Another obstacle in our search for a vintage trailer has been the size requirements. We literally have the perfect space for storing a trailer, but it had to be under 7.5 feet wide to get it through our gate. Nor did we want to pull some massive beast, guzzling up gas along the way. 

There were other issues to consider, when you chose to go small, and vintage. The creature comfort of space, and lack of future upgrades like refrigerator or AC (due to the aforementioned lack of space). Hubs and I went round and round over things he and I wanted: 

Hubs

1. Not a money pit (newer preferred)

2. Something I can see over/low profile while driving

3. Can I get a king bed?

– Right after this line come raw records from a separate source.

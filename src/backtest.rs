//! Backtesting: replay historical market events through the same engine
//! that runs live bots.
//!
//! Features:
//! - Builds the engine from a regular bot config (fills always simulated)
//! - Primes strategies from the config's warmup history, if any
//! - Replays in-memory or JSON-lines history in timestamp order
//! - Reports performance metrics and the full equity curve

use std::path::Path;

use anyhow::{bail, Context, Result};
use chrono::{DateTime, Utc};
use tracing::info;

use crate::bot::{BotConfig, DefaultEngineFactory, EngineFactory, ExecutionMode};
use crate::data::HistoricalDataProvider;
use crate::engine::EquityPoint;
use crate::metrics::PerformanceMetrics;
use crate::models::MarketEvent;

/// Backtest results summary.
#[derive(Debug, Clone)]
pub struct BacktestResults {
    pub bot_id: String,
    pub strategy: String,

    /// Number of market events replayed
    pub events: usize,

    /// First and last event timestamps
    pub start_time: Option<DateTime<Utc>>,
    pub end_time: Option<DateTime<Utc>>,

    pub metrics: PerformanceMetrics,
    pub equity_curve: Vec<EquityPoint>,
}

impl std::fmt::Display for BacktestResults {
    fn fmt(&self, f: &mut std::fmt::Formatter<'_>) -> std::fmt::Result {
        writeln!(f, "\n{:=^60}", " BACKTEST RESULTS ")?;
        writeln!(f)?;
        writeln!(f, "Bot:      {} ({})", self.bot_id, self.strategy)?;
        if let (Some(start), Some(end)) = (self.start_time, self.end_time) {
            writeln!(
                f,
                "Period:   {} to {}",
                start.format("%Y-%m-%d %H:%M"),
                end.format("%Y-%m-%d %H:%M")
            )?;
        }
        writeln!(f, "Events:   {}", self.events)?;
        writeln!(f)?;
        write!(f, "{}", self.metrics)?;
        writeln!(f, "{:=^60}", "")?;
        Ok(())
    }
}

/// Backtesting driver.
pub struct Backtester {
    config: BotConfig,
    factory: Box<dyn EngineFactory>,
}

impl Backtester {
    pub fn new(config: BotConfig) -> Self {
        Self::with_factory(config, Box::new(DefaultEngineFactory::default()))
    }

    pub fn with_factory(mut config: BotConfig, factory: Box<dyn EngineFactory>) -> Self {
        // History is replayed against simulated fills only
        config.mode = ExecutionMode::Paper;
        if config.bot_id.is_empty() {
            config.bot_id = "backtest".to_string();
        }
        Self { config, factory }
    }

    /// Replay a JSON-lines market data file.
    pub async fn run_file(&self, path: impl AsRef<Path>) -> Result<BacktestResults> {
        let path = path.as_ref();
        let provider = HistoricalDataProvider::from_json_lines(path)
            .with_context(|| format!("Failed to load market data from {}", path.display()))?;
        self.run_provider(provider).await
    }

    /// Replay in-memory events.
    pub async fn run_events(&self, events: Vec<MarketEvent>) -> Result<BacktestResults> {
        self.run_provider(HistoricalDataProvider::from_events(events)).await
    }

    async fn run_provider(&self, mut provider: HistoricalDataProvider) -> Result<BacktestResults> {
        self.config.validate().context("Invalid bot config")?;
        if provider.is_empty() {
            bail!("No market events to replay");
        }

        let events = provider.len();
        let start_time = provider.first_timestamp();
        let end_time = provider.last_timestamp();

        info!(
            bot_id = %self.config.bot_id,
            strategy = %self.config.strategy.name,
            events,
            "Starting backtest"
        );

        let mut engine = self.factory.build(&self.config)?;
        if let Some(warmup) = &self.config.warmup {
            engine.warmup(&mut warmup.provider()?).await?;
        }
        let metrics = engine.run(&mut provider).await?;

        info!(
            bot_id = %self.config.bot_id,
            fills = metrics.fills,
            final_equity = %metrics.final_equity,
            "Backtest complete"
        );

        Ok(BacktestResults {
            bot_id: self.config.bot_id.clone(),
            strategy: self.config.strategy.name.clone(),
            events,
            start_time,
            end_time,
            metrics,
            equity_curve: engine.equity_curve().points().to_vec(),
        })
    }
}

#[cfg(test)]
mod tests {
    use super::*;
    use crate::bot::config::tests::sample_config;
    use chrono::{Duration, TimeZone};
    use rust_decimal::Decimal;
    use rust_decimal_macros::dec;

    fn trades(prices: &[Decimal]) -> Vec<MarketEvent> {
        let start = Utc.with_ymd_and_hms(2024, 3, 1, 0, 0, 0).unwrap();
        prices
            .iter()
            .enumerate()
            .map(|(i, price)| MarketEvent::Trade {
                symbol: "SOL".to_string(),
                price: *price,
                size: dec!(1),
                timestamp: start + Duration::minutes(i as i64),
            })
            .collect()
    }

    #[tokio::test]
    async fn test_crossover_backtest() {
        let mut config = sample_config("bt");
        config.execution.slippage_bps = Decimal::ZERO;
        config.execution.commission_rate = Decimal::ZERO;

        // Rally flips the 2/3 crossover long, the selloff flips it short
        let prices = [
            dec!(100), dec!(100), dec!(100), dec!(110), dec!(120), dec!(90), dec!(80),
        ];
        let results = Backtester::new(config).run_events(trades(&prices)).await.unwrap();

        assert_eq!(results.events, 7);
        assert_eq!(results.metrics.fills, 2);
        assert_eq!(results.equity_curve.len(), 3);
        assert_eq!(results.metrics.initial_equity, dec!(1000));
        // Long 0.45454 SOL @ 110 closed @ 90 by the reversal
        assert_eq!(results.metrics.realized_pnl, dec!(-9.0908));
        assert!(results.to_string().contains("BACKTEST RESULTS"));
    }

    #[tokio::test]
    async fn test_live_config_is_simulated() {
        // Live mode with no exchange client would refuse to build outside a backtest
        let mut config = sample_config("bt");
        config.mode = ExecutionMode::Live;
        config.execution.slippage_bps = Decimal::ZERO;
        config.execution.commission_rate = Decimal::ZERO;

        let prices = [
            dec!(100), dec!(100), dec!(100), dec!(110), dec!(120), dec!(90), dec!(80),
        ];
        let results = Backtester::new(config).run_events(trades(&prices)).await.unwrap();

        assert_eq!(results.metrics.fills, 2);
        assert_eq!(results.metrics.realized_pnl, dec!(-9.0908));
    }

    #[tokio::test]
    async fn test_warmup_history_primes_strategy() {
        let history = trades(&[dec!(100), dec!(100), dec!(100)]);
        let start = Utc.with_ymd_and_hms(2024, 3, 2, 0, 0, 0).unwrap();
        let replay: Vec<MarketEvent> = [dec!(110), dec!(120)]
            .iter()
            .enumerate()
            .map(|(i, price)| MarketEvent::Trade {
                symbol: "SOL".to_string(),
                price: *price,
                size: dec!(1),
                timestamp: start + Duration::minutes(i as i64),
            })
            .collect();

        // Two events cannot fill a three-period average on their own
        let cold = Backtester::new(sample_config("bt"))
            .run_events(replay.clone())
            .await
            .unwrap();
        assert_eq!(cold.metrics.fills, 0);

        let path = std::env::temp_dir().join(format!("bt_warmup_{}.jsonl", uuid::Uuid::new_v4()));
        let lines: Vec<String> = history
            .iter()
            .map(|event| serde_json::to_string(event).unwrap())
            .collect();
        std::fs::write(&path, lines.join("\n")).unwrap();

        let mut config = sample_config("bt");
        config.warmup = Some(crate::bot::WarmupConfig {
            path: path.clone(),
            periods: None,
        });
        let warm = Backtester::new(config).run_events(replay).await.unwrap();
        let _ = std::fs::remove_file(path);

        assert_eq!(warm.metrics.fills, 1);
        assert_eq!(warm.events, 2);
    }

    #[tokio::test]
    async fn test_empty_history_rejected() {
        let result = Backtester::new(sample_config("bt")).run_events(Vec::new()).await;
        assert!(result.is_err());
    }
}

Or at least not squished together on a full size bed.

Me

1. Vintage project! (Who cares if it’s a money pit)

2. Umm who says you get to drive and haul it all the time?

3. Agree, but I’m thinking about where to put the pups?

Unfortunately as we researched and shopped, all signs were pointed towards a newer (1990s) trailer or pop up tent trailer. My dreams of vintage fixers were sadly fading away. 

It wasn’t until I saw a 1970s Apache hard sided pop up listed on Craigslist last month.  I was literally the fourth person to call the seller. Five minutes later the ad was taken down (apparently there was so much interest and potential buyers the poor guy had to remove the ad) he had three buyers lined up already for Monday morning.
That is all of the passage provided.